The fonds has been the standard guiding principle for the arrangement of archival collections for many years. Arrangement, for just as long, has been a singularly significant act; an act with considerable socio-historical import. For example, as archivists took collections into their custody, each collection’s relative value went unquestioned. This was part and parcel of modern archival theory and praxis. Collections were considered to have an objective meaning that was unique in their particular historicity, and this objective meaning was meant to be preserved in perpetuity. But MacNeil shows how objective archival arrangement is a flawed starting point. For instance, the irony of arrangement is that the historical use of purportedly “evidential” archives relies on a certain degree of subjectivity. Indeed, no custodian or researcher is purely objective when using an archive. Even as archives are consulted for objective purposes, like writing a sanctioned state history, for example, their original order is slowly altered through the transference of custodial environments. MacNeil says: “[t]he orders given to the records by their various custodians – or at least what survives of these various orders – are as relevant to the present meaning and authenticity of the archive as the order given to the records by its creator.”[3]  This fact completely undermines the concept of original order.

MacNeil’s article is helpful in illustrating the point that archives do not have fixed meanings. Instead, archives accrue meaning depending on who is using them, whether that person is a researcher or a custodian. This phenomenon also underscores the postmodern idea of différance as articulated by Jacques Derrida; the important postmodern figure cited by many post-custodians, namely Terry Cook. Différance, for example, asserts that cultural texts only have meaning when individual readers come into contact with them. This idea applies to archives as well. Indeed, in order to truly guarantee preservation, archives must continually be used or activated. When archives are thusly activated, they invariably adopt new meanings through the process of being “resituated” and “recontextualized.” This is an important analysis, and it should be a clear objective for archival studies in the twenty-first century. Still, provenance and original order have historically codified archival schemas of arrangement which have privileged singular narrative representations. Out of the fonds, archivists have circumscribed historical narratives in a single act; the act of appraisal. Although archival collections may gradually lose their original meanings through the subjective nature of human activity, cultural hegemony can be sustained through certain normative and institutional fonds.

A safer approach to archival appraisal, arrangement and description can be found in the functional approach to archives. This approach is central to a post-custodial vision of archival care.
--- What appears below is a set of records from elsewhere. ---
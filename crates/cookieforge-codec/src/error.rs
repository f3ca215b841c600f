//! Error types for the codec layer.
//!
//! Like every Cookieforge crate, this one owns its error enum. A
//! `CodecError` always means "these bytes could not be packed or unpacked",
//! never "the cookie was forged" — integrity lives one layer up.

/// Errors that can occur while packing integers or coding payloads.
#[derive(Debug, thiserror::Error)]
pub enum CodecError {
    /// A fixed-width integer was decoded from a slice of the wrong size.
    ///
    /// For example, asking [`bytes_to_u32`](crate::bytes_to_u32) to decode
    /// three bytes. The record framing always slices exact widths, so
    /// seeing this in practice points to a framing bug.
    #[error("length mismatch: expected {expected} bytes, got {actual}")]
    LengthMismatch { expected: usize, actual: usize },

    /// Serializing the session payload failed.
    #[cfg(feature = "json")]
    #[error("payload encode failed: {0}")]
    Encode(serde_json::Error),

    /// Deserializing the session payload failed.
    ///
    /// Common causes: the application changed the shape of its payload
    /// type while old cookies are still in circulation.
    #[cfg(feature = "json")]
    #[error("payload decode failed: {0}")]
    Decode(serde_json::Error),
}
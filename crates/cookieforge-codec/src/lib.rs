//! Low-level encoding helpers for Cookieforge session records.
//!
//! This crate knows nothing about cookies, keys, or sessions. It provides
//! the two building blocks the session codec is assembled from:
//!
//! - **Byte packing** ([`u32_to_bytes`], [`bytes_to_u64`], ...) — fixed-width
//!   big-endian integers, the framing of every session record.
//! - **Payload coders** ([`PayloadCoder`] trait, [`JsonCoder`]) — how the
//!   application's opaque session data is turned into bytes and back.
//! - **Errors** ([`CodecError`]) — what can go wrong in either of them.
//!
//! # Architecture
//!
//! ```text
//! Session layer (record framing, MAC, cipher)
//!     ↕
//! Codec layer (this crate)  ← integers and payload bytes
//! ```

// ---------------------------------------------------------------------------
// Module declarations
// ---------------------------------------------------------------------------

mod bytes;
mod coder;
mod error;

// ---------------------------------------------------------------------------
// Re-exports
// ---------------------------------------------------------------------------

pub use bytes::{
    bytes_to_u16, bytes_to_u32, bytes_to_u64, u16_to_bytes, u32_to_bytes,
    u64_to_bytes,
};
pub use coder::PayloadCoder;
#[cfg(feature = "json")]
pub use coder::JsonCoder;
pub use error::CodecError;
// =========================================================================
// Tests
// =========================================================================

#[cfg(test)]
mod tests {
    //! Unit tests for `SessionManager`.
    //!
    //! Time-dependent behavior goes through `start_at` / `save_at` with a
    //! fixed `NOW`, never `sleep`.

    use std::sync::Mutex;

    use cookieforge_session::{CookieStore, MemoryStore};

    use super::*;

    const NOW: u32 = 1_700_000_000;

    // -- Helpers ----------------------------------------------------------

    fn cookie_manager() -> SessionManager<CookieStore> {
        let store = CookieStore::builder(b"1234")
            .cipher_key(b"1234567890abcdef")
            .build()
            .unwrap();
        SessionManager::new(
            store,
            CookieConfig::default()
                .with_name("mysession")
                .with_domain("localhost")
                .with_max_age(Duration::from_secs(60)),
        )
    }

    fn memory_manager() -> SessionManager<MemoryStore> {
        SessionManager::new(MemoryStore::with_clock(|| NOW), CookieConfig::default())
    }

    /// Wraps a provider and records every `delete` call.
    struct RecordingStore<P> {
        inner: P,
        deleted: Mutex<Vec<String>>,
    }

    impl<P: Provider> Provider for RecordingStore<P> {
        fn put(&self, session: &Session) -> Result<String, SessionError> {
            self.inner.put(session)
        }

        fn get(&self, token: &str) -> Result<Session, SessionError> {
            self.inner.get(token)
        }

        fn delete(&self, token: &str) -> Result<(), SessionError> {
            self.deleted.lock().unwrap().push(token.to_string());
            self.inner.delete(token)
        }
    }

    /// A provider whose every operation fails.
    struct BrokenStore;

    impl Provider for BrokenStore {
        fn put(&self, _: &Session) -> Result<String, SessionError> {
            Err(SessionError::Backend("put failed".into()))
        }

        fn get(&self, _: &str) -> Result<Session, SessionError> {
            Err(SessionError::Backend("get failed".into()))
        }

        fn delete(&self, _: &str) -> Result<(), SessionError> {
            Err(SessionError::Backend("delete failed".into()))
        }
    }

    fn recording_manager() -> SessionManager<RecordingStore<CookieStore>> {
        let inner = CookieStore::builder(b"1234").build().unwrap();
        SessionManager::new(
            RecordingStore {
                inner,
                deleted: Mutex::new(Vec::new()),
            },
            CookieConfig::default(),
        )
    }

    // =====================================================================
    // start()
    // =====================================================================

    #[test]
    fn test_start_without_cookie_returns_new() {
        let mgr = cookie_manager();

        let session = mgr.start_at(None, NOW).unwrap();

        assert_eq!(session.state, SessionState::New);
    }

    #[test]
    fn test_start_with_empty_cookie_returns_new() {
        let mgr = cookie_manager();

        let session = mgr.start_at(Some(""), NOW).unwrap();

        assert_eq!(session.state, SessionState::New);
    }

    #[test]
    fn test_start_unexpired_token_returns_valid() {
        let mgr = cookie_manager();
        let mut session = Session::new();
        session.login_name = "alice".into();
        let cookie = mgr.save_at(&mut session, NOW).unwrap();

        let restored = mgr.start_at(Some(&cookie.value), NOW + 30).unwrap();

        assert_eq!(restored.state, SessionState::Valid);
        assert_eq!(restored.login_name, "alice");
        assert_eq!(restored.token, cookie.value);
    }

    #[test]
    fn test_start_at_exact_expiry_is_still_valid() {
        // Expired means strictly before `now`.
        let mgr = cookie_manager();
        let mut session = Session::new();
        let cookie = mgr.save_at(&mut session, NOW).unwrap();

        let restored = mgr.start_at(Some(&cookie.value), NOW + 60).unwrap();

        assert_eq!(restored.state, SessionState::Valid);
    }

    #[test]
    fn test_start_past_expiry_returns_expired_and_deletes() {
        let mgr = recording_manager();
        let mut session = Session::new();
        let cookie = mgr.save_at(&mut session, NOW).unwrap();

        let restored = mgr.start_at(Some(&cookie.value), NOW + 3601).unwrap();

        assert_eq!(restored.state, SessionState::Expired);
        let deleted = mgr.store().deleted.lock().unwrap();
        assert_eq!(*deleted, vec![cookie.value.clone()]);
    }

    #[test]
    fn test_start_expiry_one_second_ago_is_expired() {
        let mgr = cookie_manager();
        let session = Session {
            state: SessionState::Valid,
            expiry: NOW - 1,
            ..Session::new()
        };
        let token = mgr.store().put(&session).unwrap();

        let restored = mgr.start_at(Some(&token), NOW).unwrap();

        assert_eq!(restored.state, SessionState::Expired);
    }

    #[test]
    fn test_start_tampered_token_returns_expired_shell() {
        let mgr = cookie_manager();
        let mut session = Session::new();
        session.login_name = "mallory".into();
        session.flags = u64::MAX;
        let cookie = mgr.save_at(&mut session, NOW).unwrap();

        // Swap the first character for a different base64 digit.
        let mut forged = cookie.value.clone();
        let replacement = if forged.starts_with('A') { "B" } else { "A" };
        forged.replace_range(0..1, replacement);

        let restored = mgr.start_at(Some(&forged), NOW).unwrap();

        assert_eq!(restored.state, SessionState::Expired);
        assert!(restored.login_name.is_empty(), "no field may leak");
        assert_eq!(restored.flags, 0);
        assert_eq!(restored.token, forged);
    }

    #[test]
    fn test_start_malformed_token_returns_error() {
        let mgr = cookie_manager();

        let result = mgr.start_at(Some("%%%"), NOW);

        assert!(matches!(
            result,
            Err(CookieforgeError::Session(SessionError::Base64(_)))
        ));
    }

    #[test]
    fn test_start_backend_error_propagates() {
        let mgr = SessionManager::new(BrokenStore, CookieConfig::default());

        let result = mgr.start_at(Some("token"), NOW);

        assert!(matches!(
            result,
            Err(CookieforgeError::Session(SessionError::Backend(_)))
        ));
    }

    #[test]
    fn test_start_from_header_picks_configured_cookie() {
        let mgr = cookie_manager();
        let mut session = Session::new();
        session.login_name = "carol".into();
        let cookie = mgr.save_at(&mut session, NOW).unwrap();
        let header = format!("theme=dark; mysession={}; lang=en", cookie.value);

        // `start_from_header` uses the wall clock; the cookie was issued
        // in 2023 with a 60 s lifetime, so it reads as expired.
        let restored = mgr.start_from_header(Some(&header)).unwrap();

        assert_eq!(restored.state, SessionState::Expired);
        assert_eq!(restored.login_name, "carol");
    }

    #[test]
    fn test_start_from_header_without_cookie_returns_new() {
        let mgr = cookie_manager();

        assert_eq!(
            mgr.start_from_header(None).unwrap().state,
            SessionState::New
        );
        assert_eq!(
            mgr.start_from_header(Some("other=1")).unwrap().state,
            SessionState::New
        );
    }

    // =====================================================================
    // save()
    // =====================================================================

    #[test]
    fn test_save_new_session_becomes_valid_with_expiry() {
        let mgr = cookie_manager();
        let mut session = Session::new();

        let cookie = mgr.save_at(&mut session, NOW).unwrap();

        assert_eq!(session.state, SessionState::Valid);
        assert_eq!(session.expiry, NOW + 60);
        assert_eq!(session.token, cookie.value);
        assert_eq!(cookie.name, "mysession");
        assert_eq!(cookie.domain, "localhost");
        assert_eq!(cookie.path, "/");
        assert!(cookie.http_only);
        assert_eq!(cookie.max_age, 0);
    }

    #[test]
    fn test_save_valid_session_keeps_expiry() {
        let mgr = cookie_manager();
        let mut session = Session::new();
        mgr.save_at(&mut session, NOW).unwrap();

        mgr.save_at(&mut session, NOW + 30).unwrap();

        assert_eq!(session.expiry, NOW + 60, "expiry must not slide");
        assert_eq!(session.state, SessionState::Valid);
    }

    #[test]
    fn test_save_expired_session_issues_removal_cookie() {
        let mgr = recording_manager();
        let mut session = Session::new();
        let first = mgr.save_at(&mut session, NOW).unwrap();
        session.state = SessionState::Expired;

        let cookie = mgr.save_at(&mut session, NOW + 10).unwrap();

        assert!(cookie.is_removal());
        assert!(!cookie.value.is_empty(), "a replacement token is still written");
        assert_eq!(session.expiry, NOW + 10);
        assert_eq!(session.state, SessionState::Expired);
        assert_eq!(*mgr.store().deleted.lock().unwrap(), vec![first.value]);
    }

    #[test]
    fn test_save_login_name_too_long_returns_error() {
        let mgr = cookie_manager();
        let mut session = Session::new();
        session.login_name = "x".repeat(256);

        let result = mgr.save_at(&mut session, NOW);

        assert!(matches!(
            result,
            Err(CookieforgeError::Session(SessionError::LoginNameTooLong(256)))
        ));
    }

    #[test]
    fn test_save_expiry_past_u32_returns_out_of_range() {
        let mgr = cookie_manager();
        let mut session = Session::new();

        let result = mgr.save_at(&mut session, u32::MAX - 10);

        assert!(matches!(result, Err(CookieforgeError::ExpiryOutOfRange(_))));
    }

    #[test]
    fn test_save_backend_error_propagates() {
        let mgr = SessionManager::new(BrokenStore, CookieConfig::default());
        let mut session = Session::new();

        let result = mgr.save_at(&mut session, NOW);

        assert!(matches!(
            result,
            Err(CookieforgeError::Session(SessionError::Backend(_)))
        ));
    }

    // =====================================================================
    // destroy()
    // =====================================================================

    #[test]
    fn test_destroy_returns_empty_removal_cookie() {
        let mgr = cookie_manager();
        let mut session = Session::new();
        mgr.save_at(&mut session, NOW).unwrap();

        let cookie = mgr.destroy(&session).unwrap();

        assert!(cookie.value.is_empty());
        assert!(cookie.is_removal());
        assert!(cookie.http_only);
        assert_eq!(session.state, SessionState::Valid, "state is untouched");
    }

    #[test]
    fn test_destroy_backend_error_propagates() {
        let mgr = SessionManager::new(BrokenStore, CookieConfig::default());

        let result = mgr.destroy(&Session::new());

        assert!(result.is_err());
    }

    // =====================================================================
    // Server-side provider
    // =====================================================================

    #[test]
    fn test_memory_store_lifecycle() {
        let mgr = memory_manager();

        let mut session = mgr.start_at(None, NOW).unwrap();
        session.login_name = "dave".into();
        let cookie = mgr.save_at(&mut session, NOW).unwrap();
        assert_eq!(cookie.value.len(), 32, "server-side token is a short id");

        let restored = mgr.start_at(Some(&cookie.value), NOW + 1).unwrap();
        assert_eq!(restored.state, SessionState::Valid);
        assert_eq!(restored.login_name, "dave");

        mgr.destroy(&restored).unwrap();
        let gone = mgr.start_at(Some(&cookie.value), NOW + 2);
        assert!(matches!(
            gone,
            Err(CookieforgeError::Session(SessionError::NotFound))
        ));
    }

    #[test]
    fn test_memory_store_expired_session_is_evicted() {
        let mgr = memory_manager();
        let mut session = Session::new();
        let cookie = mgr.save_at(&mut session, NOW).unwrap();

        let restored = mgr.start_at(Some(&cookie.value), NOW + 3601).unwrap();

        assert_eq!(restored.state, SessionState::Expired);
        assert!(mgr.store().is_empty());
    }

    #[test]
    fn test_memory_store_expire_then_save_leaves_nothing_behind() {
        let mgr = memory_manager();

        for round in 0..5 {
            let mut session = mgr.start_at(None, NOW).unwrap();
            let cookie = mgr.save_at(&mut session, NOW).unwrap();

            let mut expired = mgr.start_at(Some(&cookie.value), NOW + 3601).unwrap();
            assert_eq!(expired.state, SessionState::Expired);
            let removal = mgr.save_at(&mut expired, NOW + 3601).unwrap();

            assert!(removal.is_removal());
            assert!(mgr.store().is_empty(), "record left behind in round {round}");
        }
    }
}
//! Cookie configuration.

use std::time::Duration;

use serde::{Deserialize, Serialize};

/// Where and how the session cookie is written.
///
/// Built once at startup and handed to
/// [`SessionManager::new`](crate::SessionManager::new). The manager never
/// changes it afterwards, so there's no global state to initialize in the
/// right order.
///
/// Deserializable so it can come straight out of an application's config
/// file; `max_age` uses serde's `{ secs, nanos }` form for `Duration`.
#[derive(Debug, Clone, PartialEq, Eq, Serialize, Deserialize)]
#[serde(default)]
pub struct CookieConfig {
    /// Cookie name.
    pub name: String,

    /// `Domain` attribute. Empty means "host-only".
    pub domain: String,

    /// `Path` attribute.
    pub path: String,

    /// Only send the cookie over HTTPS.
    pub secure: bool,

    /// How long a newly saved session stays valid.
    pub max_age: Duration,
}

impl Default for CookieConfig {
    fn default() -> Self {
        Self {
            name: "session".to_string(),
            domain: String::new(),
            path: "/".to_string(),
            secure: false,
            max_age: Duration::from_secs(3600),
        }
    }
}

impl CookieConfig {
    /// Sets the cookie name.
    pub fn with_name(mut self, name: impl Into<String>) -> Self {
        self.name = name.into();
        self
    }

    /// Sets the `Domain` attribute.
    pub fn with_domain(mut self, domain: impl Into<String>) -> Self {
        self.domain = domain.into();
        self
    }

    /// Sets the `Path` attribute.
    pub fn with_path(mut self, path: impl Into<String>) -> Self {
        self.path = path.into();
        self
    }

    /// Sets the `Secure` attribute.
    pub fn with_secure(mut self, secure: bool) -> Self {
        self.secure = secure;
        self
    }

    /// Sets how long new sessions stay valid.
    pub fn with_max_age(mut self, max_age: Duration) -> Self {
        self.max_age = max_age;
        self
    }
}

#[cfg(test)]
mod tests {
    use super::*;

    #[test]
    fn test_default_values() {
        let config = CookieConfig::default();

        assert_eq!(config.name, "session");
        assert_eq!(config.path, "/");
        assert!(config.domain.is_empty());
        assert!(!config.secure);
        assert_eq!(config.max_age, Duration::from_secs(3600));
    }

    #[test]
    fn test_builders_override_fields() {
        let config = CookieConfig::default()
            .with_name("mysession")
            .with_domain("localhost")
            .with_path("/app")
            .with_secure(true)
            .with_max_age(Duration::from_secs(2));

        assert_eq!(config.name, "mysession");
        assert_eq!(config.domain, "localhost");
        assert_eq!(config.path, "/app");
        assert!(config.secure);
        assert_eq!(config.max_age, Duration::from_secs(2));
    }

    #[test]
    fn test_deserialize_partial_config_fills_defaults() {
        let config: CookieConfig =
            serde_json::from_str(r#"{ "name": "sid", "secure": true }"#).unwrap();

        assert_eq!(config.name, "sid");
        assert!(config.secure);
        assert_eq!(config.path, "/");
        assert_eq!(config.max_age, Duration::from_secs(3600));
    }
}
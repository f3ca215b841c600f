//! Fixed-width big-endian integer packing.
//!
//! Every session record starts with a fixed header (`expiry` as a `u32`,
//! `flags` as a `u64`), so the encoder and decoder need a way to turn
//! integers into exactly-sized byte arrays and back.
//!
//! "Big-endian" means the most significant byte comes first:
//! `0x0102_0304_u32` becomes `[0x01, 0x02, 0x03, 0x04]`. It's the usual
//! choice for wire formats because the bytes read in the same order as
//! the hex literal.
//!
//! Encoding can't fail (an integer always fits its own width). Decoding
//! can: the caller may hand us a slice of the wrong length, which we
//! report as [`CodecError::LengthMismatch`] instead of panicking.

use crate::CodecError;

/// Packs a `u16` into 2 big-endian bytes.
pub fn u16_to_bytes(value: u16) -> [u8; 2] {
    value.to_be_bytes()
}

/// Packs a `u32` into 4 big-endian bytes.
pub fn u32_to_bytes(value: u32) -> [u8; 4] {
    value.to_be_bytes()
}

/// Packs a `u64` into 8 big-endian bytes.
pub fn u64_to_bytes(value: u64) -> [u8; 8] {
    value.to_be_bytes()
}

/// Unpacks a `u16` from exactly 2 big-endian bytes.
///
/// # Errors
/// Returns [`CodecError::LengthMismatch`] if `bytes.len() != 2`.
pub fn bytes_to_u16(bytes: &[u8]) -> Result<u16, CodecError> {
    Ok(u16::from_be_bytes(fixed(bytes)?))
}

/// Unpacks a `u32` from exactly 4 big-endian bytes.
///
/// # Errors
/// Returns [`CodecError::LengthMismatch`] if `bytes.len() != 4`.
pub fn bytes_to_u32(bytes: &[u8]) -> Result<u32, CodecError> {
    Ok(u32::from_be_bytes(fixed(bytes)?))
}

/// Unpacks a `u64` from exactly 8 big-endian bytes.
///
/// # Errors
/// Returns [`CodecError::LengthMismatch`] if `bytes.len() != 8`.
pub fn bytes_to_u64(bytes: &[u8]) -> Result<u64, CodecError> {
    Ok(u64::from_be_bytes(fixed(bytes)?))
}

/// Converts a slice into an `N`-byte array, or reports the size mismatch.
///
/// `<[u8; N]>::try_from(&[u8])` does the length check for us; we only
/// translate its error into ours.
fn fixed<const N: usize>(bytes: &[u8]) -> Result<[u8; N], CodecError> {
    bytes.try_into().map_err(|_| CodecError::LengthMismatch {
        expected: N,
        actual: bytes.len(),
    })
}
//! Payload coder trait and implementations for session data.
//!
//! A session carries an opaque application payload (a user profile, a
//! shopping cart, ...). The session codec doesn't know its shape; it just
//! needs *something* that can turn it into bytes and back. That something
//! is a [`PayloadCoder`].
//!
//! Decoding writes into a target that the caller already allocated (the
//! session codec gets it from a factory function). This keeps the coder
//! free of any knowledge about how a fresh payload is constructed.
//!
//! Currently we provide [`JsonCoder`]. A compact binary coder can be added
//! later without touching the session layer.

#[cfg(feature = "json")]
use serde::{Serialize, de::DeserializeOwned};

use crate::CodecError;

/// Encodes a payload of type `T` to bytes and decodes bytes into a `T`.
///
/// ## Why a type parameter on the trait (not on the methods)?
///
/// The session codec stores its coder as `Box<dyn PayloadCoder<T>>`.
/// Trait objects can't have generic methods, so the payload type is fixed
/// per coder instance instead. One coder implementation (like
/// [`JsonCoder`]) can still serve every serde-compatible type through a
/// blanket `impl<T> PayloadCoder<T>`.
///
/// ## Trait bounds
///
/// - `Send + Sync` → the codec is shared by every request handler.
/// - `'static` → it lives as long as the session store that owns it.
pub trait PayloadCoder<T>: Send + Sync + 'static {
    /// Serializes a payload into bytes.
    ///
    /// # Errors
    /// Returns a [`CodecError`] if the value can't be represented in
    /// this format.
    fn encode(&self, value: &T) -> Result<Vec<u8>, CodecError>;

    /// Deserializes `data` into `target`, replacing its contents.
    ///
    /// # Errors
    /// Returns a [`CodecError`] if the bytes are malformed or don't
    /// match the shape of `T`. `target` is left in an unspecified
    /// (but valid) state on error.
    fn decode(&self, target: &mut T, data: &[u8]) -> Result<(), CodecError>;
}

// ---------------------------------------------------------------------------
// JsonCoder
// ---------------------------------------------------------------------------

/// A [`PayloadCoder`] that uses JSON (via `serde_json`).
///
/// JSON is the default because it is forgiving: adding an optional field to
/// the payload type doesn't invalidate cookies that are already out there.
///
/// This is behind the `json` feature flag (enabled by default).
///
/// ## Example
///
/// ```rust
/// use cookieforge_codec::{JsonCoder, PayloadCoder};
///
/// let coder = JsonCoder;
///
/// let bytes = PayloadCoder::<Vec<u32>>::encode(&coder, &vec![1, 2, 3]).unwrap();
///
/// let mut decoded: Vec<u32> = Vec::new();
/// coder.decode(&mut decoded, &bytes).unwrap();
/// assert_eq!(decoded, vec![1, 2, 3]);
/// ```
#[cfg(feature = "json")]
#[derive(Debug, Clone, Copy, Default)]
pub struct JsonCoder;

#[cfg(feature = "json")]
impl<T> PayloadCoder<T> for JsonCoder
where
    T: Serialize + DeserializeOwned,
{
    fn encode(&self, value: &T) -> Result<Vec<u8>, CodecError> {
        serde_json::to_vec(value).map_err(CodecError::Encode)
    }

    fn decode(&self, target: &mut T, data: &[u8]) -> Result<(), CodecError> {
        *target = serde_json::from_slice(data).map_err(CodecError::Decode)?;
        Ok(())
    }
}
//! Helper functions for integration tests

use chrono::{TimeZone, Utc};
use pulse::{
    Event, Metric, Tags,
    config::{FormatConfig, LogConfig, TimeConfig},
};

pub fn create_metric(job: &str, value: f64) -> Metric {
    Metric {
        job: job.to_string(),
        timing: "total".to_string(),
        value,
        timestamp: Utc.with_ymd_and_hms(2024, 6, 1, 10, 0, 0).unwrap(),
        url: format!("https://{job}.example.com"),
        tags: Tags::new(),
    }
}

pub fn create_event(name: &str, status: i64) -> Event {
    Event {
        name: name.to_string(),
        server_status: status,
        timestamp: Utc.with_ymd_and_hms(2024, 6, 1, 10, 0, 0).unwrap(),
        tags: Tags::from([("source".to_string(), "test".to_string())]),
    }
}

/// Log config writing `<job> <value>` / `<name> <status>` lines to `stream`
pub fn create_log_config(stream: &str) -> LogConfig {
    LogConfig {
        stream: stream.to_string(),
        format: FormatConfig {
            metric: "metric %job %value".to_string(),
            event: "event %name %status %tags".to_string(),
            tag: "%name=%value".to_string(),
            tag_separator: ",".to_string(),
        },
        time: TimeConfig {
            location: "UTC".to_string(),
            format: "%H:%M:%S".to_string(),
        },
    }
}
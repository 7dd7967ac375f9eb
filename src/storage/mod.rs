//! Storage backends for metrics and events
//!
//! This module provides a trait-based abstraction for emitting records to
//! various sinks (console, log files, and later network time-series stores).
//!
//! ## Design
//!
//! - **Trait-based**: `StorageEngine` lets the supervisor start any backend
//! - **Capability-aware**: metrics-only backends hand out an unsupported event sink
//! - **One task per backend**: records arrive over two bounded channels and are
//!   processed strictly in order, so backends own their sink without locks
//!
//! ## Backends
//!
//! - **Console**: null backend, accepts metrics only
//! - **Log**: renders records with templates and appends them to a stream or file
//!
//! ## Usage
//!
//! ```no_run
//! use pulse::storage::{StorageEngine, log::LogStorage};
//! use tokio_util::{sync::CancellationToken, task::TaskTracker};
//!
//! # async fn example(config: pulse::config::LogConfig) -> anyhow::Result<()> {
//! let token = CancellationToken::new();
//! let tracker = TaskTracker::new();
//! let (metrics, events) = LogStorage::new(&config)?.start_storage_engine(token.clone(), &tracker);
//! # Ok(())
//! # }
//! ```

pub mod backend;
pub mod console;
mod engine;
pub mod error;
pub mod format;
pub mod log;

pub use backend::{Capability, EventSink, INGRESS_CAPACITY, IngressError, MetricSink, StorageEngine};
pub use error::{StorageError, StorageResult};
pub use format::Formatter;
For example, functional analysis treats records as distinct entities, stripping them of their ontological wholeness as presumed by modern archival theory. MacNeil concluded her article with a nod to functional analysis by stating: “…while an understanding of the functions records fulfilled in their original environment informs our understanding of how to treat them over the long term, such understanding should also remind us that the records no longer fulfill those functions.”[4] Here, MacNeil is saying that archives serve an originary function which is unique to the individual or entity responsible for the creation of that archive. For example, a personal letter may possess an emotional salience that only the author can understand. Likewise, a business contract may signal an obligation which is only applicable between two persons. When items like these are archived, however, they acquire cultural meanings which supersede the strictly personal meanings that were attached to the archive’s originary function. In other words, when time disassociates the archive from its creator, usually through the process of the creator’s own mortality, the archive undergoes a change. This change is not insubstantial. Indeed, either an archive can retain its original meanings by being sealed away after the creator’s death, or an archive can assume new meanings through the activations of a wider public.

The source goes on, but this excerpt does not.